Island in Franz Josef Land, Russia

McClintock Island (Остров Мак-Клинтока; Ostrov Mak-Klintoka) is an island in Franz Josef Land, Russia.

==History==
The island was discovered by the Austro-Hungarian North Pole expedition in March 1874, and they named it after Irish explorer of the Arctic Francis Leopold McClintock. Karl Weyprecht and Julius von Payer's third expedition to Franz Josef Land in April 1874, was to explore McClintock Island, but they had to abandon their ship Tegetthoff and were rescued by a Russian ship that took to them Vardø. Payer climbed Cape Brünn from which he attempted to survey the southern coast of Zichy Land and estimated the westward extent of Franz Josef Land to reach 50° E at least.

The Baldwin-Ziegler Polar Expedition were the next to set foot on the island on 1 September 1901, at Cape Dillon. This was also the spot where the first members of the stranded Ziegler Polar Expedition were found by Johan Kjeldsen aboard the Terra Nova on 30 July 1905.

The Bratvaag Expedition led by Gunnar Horn passed by the island in 1930.

Bowhead whales were detected near other islands in Franz Josef Land, but not near McClintock Island.

==Geography==
The island's northernmost point is called Cape Greely (мыс Грили). The northerwestern point is Cape Karpinsky (мыс Карпинского), the southwestern point is Cape Dillon (мыс Диллона). From north to south, Cape Bergen (мыс Берген), Cape Brünn (мыс Брюнн), and Cape Oppolzer (мыс Оппольцера) are located on the eastern shore.
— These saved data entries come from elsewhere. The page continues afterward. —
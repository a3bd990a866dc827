//! Question bank keyed by difficulty.
//!
//! The `QuizBank` maps each difficulty to its questions and draws one
//! uniformly at random through an injected `QuizRng`.
//!
//! ## Example
//!
//! ```
//! use candy_quest::core::QuizRng;
//! use candy_quest::quiz::{Difficulty, Question, QuizBank};
//!
//! let bank = QuizBank::new()
//!     .with_question(Question::new("Count shops.", "SELECT COUNT(*) FROM candy_shops;", Difficulty::Easy));
//!
//! let mut rng = QuizRng::new(1);
//! let q = bank.select(Difficulty::Easy, &mut rng).unwrap();
//! assert_eq!(q.prompt, "Count shops.");
//! ```

use log::{debug, warn};
use rustc_hash::FxHashMap;
use serde::{Deserialize, Serialize};
use smallvec::SmallVec;

use super::question::{Difficulty, Question};
use crate::core::{QuestError, QuizRng, Result};

/// Questions grouped by difficulty.
#[derive(Clone, Debug, Default, PartialEq, Eq, Serialize, Deserialize)]
pub struct QuizBank {
    categories: FxHashMap<Difficulty, Vec<Question>>,
}

impl QuizBank {
    /// Create an empty bank.
    #[must_use]
    pub fn new() -> Self {
        Self::default()
    }

    /// The built-in candy shop bank: two questions per difficulty over the
    /// `candy_shops` and `candy_ingredients` tables.
    #[must_use]
    pub fn candy_shop() -> Self {
        use Difficulty::{Advanced, Easy, Medium};

        Self::new()
            .with_question(Question::new(
                "Find all candy shops in 'Candyland'.",
                "SELECT * FROM candy_shops WHERE location = 'Candyland';",
                Easy,
            ))
            .with_question(Question::new(
                "Get all candy ingredients that are 'Rare'.",
                "SELECT * FROM candy_ingredients WHERE rarity = 'Rare';",
                Easy,
            ))
            .with_question(Question::new(
                "List all unique candy ingredient rarities.",
                "SELECT DISTINCT rarity FROM candy_ingredients;",
                Medium,
            ))
            .with_question(Question::new(
                "Find the highest-rated candy shops.",
                "SELECT * FROM candy_shops WHERE rating = 5;",
                Medium,
            ))
            .with_question(Question::new(
                "Retrieve candy ingredients and their shop names.",
                "SELECT candy_ingredients.name, candy_shops.name FROM candy_ingredients JOIN candy_shops ON candy_ingredients.shop_id = candy_shops.id;",
                Advanced,
            ))
            .with_question(Question::new(
                "Find the number of ingredients available at each shop.",
                "SELECT COUNT(*) FROM candy_ingredients GROUP BY shop_id;",
                Advanced,
            ))
    }

    /// Add a question under its own difficulty.
    #[must_use]
    pub fn with_question(mut self, question: Question) -> Self {
        self.insert(question);
        self
    }

    /// Add a question under its own difficulty.
    pub fn insert(&mut self, question: Question) {
        self.categories
            .entry(question.difficulty)
            .or_default()
            .push(question);
    }

    /// Replace a whole category. An empty list is stored as-is and will
    /// fail `validate`.
    pub fn set_category(&mut self, difficulty: Difficulty, questions: Vec<Question>) {
        self.categories.insert(difficulty, questions);
    }

    /// Questions for a difficulty, or `None` if the bank has no such key.
    #[must_use]
    pub fn questions(&self, difficulty: Difficulty) -> Option<&[Question]> {
        self.categories.get(&difficulty).map(Vec::as_slice)
    }

    /// Difficulties present in the bank, easiest first.
    #[must_use]
    pub fn difficulties(&self) -> SmallVec<[Difficulty; 3]> {
        Difficulty::ALL
            .into_iter()
            .filter(|d| self.categories.contains_key(d))
            .collect()
    }

    /// Total number of questions.
    #[must_use]
    pub fn len(&self) -> usize {
        self.categories.values().map(Vec::len).sum()
    }

    #[must_use]
    pub fn is_empty(&self) -> bool {
        self.len() == 0
    }

    /// Check that every difficulty maps to at least one question.
    pub fn validate(&self) -> Result<()> {
        for difficulty in Difficulty::ALL {
            match self.questions(difficulty) {
                None => {
                    return Err(QuestError::Configuration(format!(
                        "quiz bank has no {difficulty} category"
                    )))
                }
                Some([]) => return Err(QuestError::EmptyBank(difficulty)),
                Some(_) => {}
            }
        }
        Ok(())
    }

    /// Draw a question of the given difficulty uniformly at random.
    pub fn select(&self, difficulty: Difficulty, rng: &mut QuizRng) -> Result<&Question> {
        let Some(questions) = self.questions(difficulty) else {
            warn!("quiz bank has no {difficulty} category");
            return Err(QuestError::InvalidDifficulty(difficulty.to_string()));
        };

        let Some(question) = rng.choose(questions) else {
            warn!("quiz bank {difficulty} category is empty");
            return Err(QuestError::EmptyBank(difficulty));
        };

        debug!("selected {difficulty} question: {:?}", question.prompt);
        Ok(question)
    }
}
Another small group of islands, Ostrova Lyuriki, lie slightly further to the west.

==See also==
- List of islands of Russia

==Works cited==

===Books===
- Corwin, Edward (1907). "The History of Nations: Norway, Sweden, and Denmark"

===Journals===
- "Norges Svalbard-og Ishavs-undersøkelser Expedition to East Svalbard and Franz Josef Land, 1930" (1931)
- de Korte, J. (1994). "Observations of Greenland whales (Balaena mysticetus), Zemlya Frantsa-Iosifa"
- Gjertz, Ian (1998). "Norwegian Arctic Expansionism, Victoria Island (Russia) and the Bratvaag Expedition"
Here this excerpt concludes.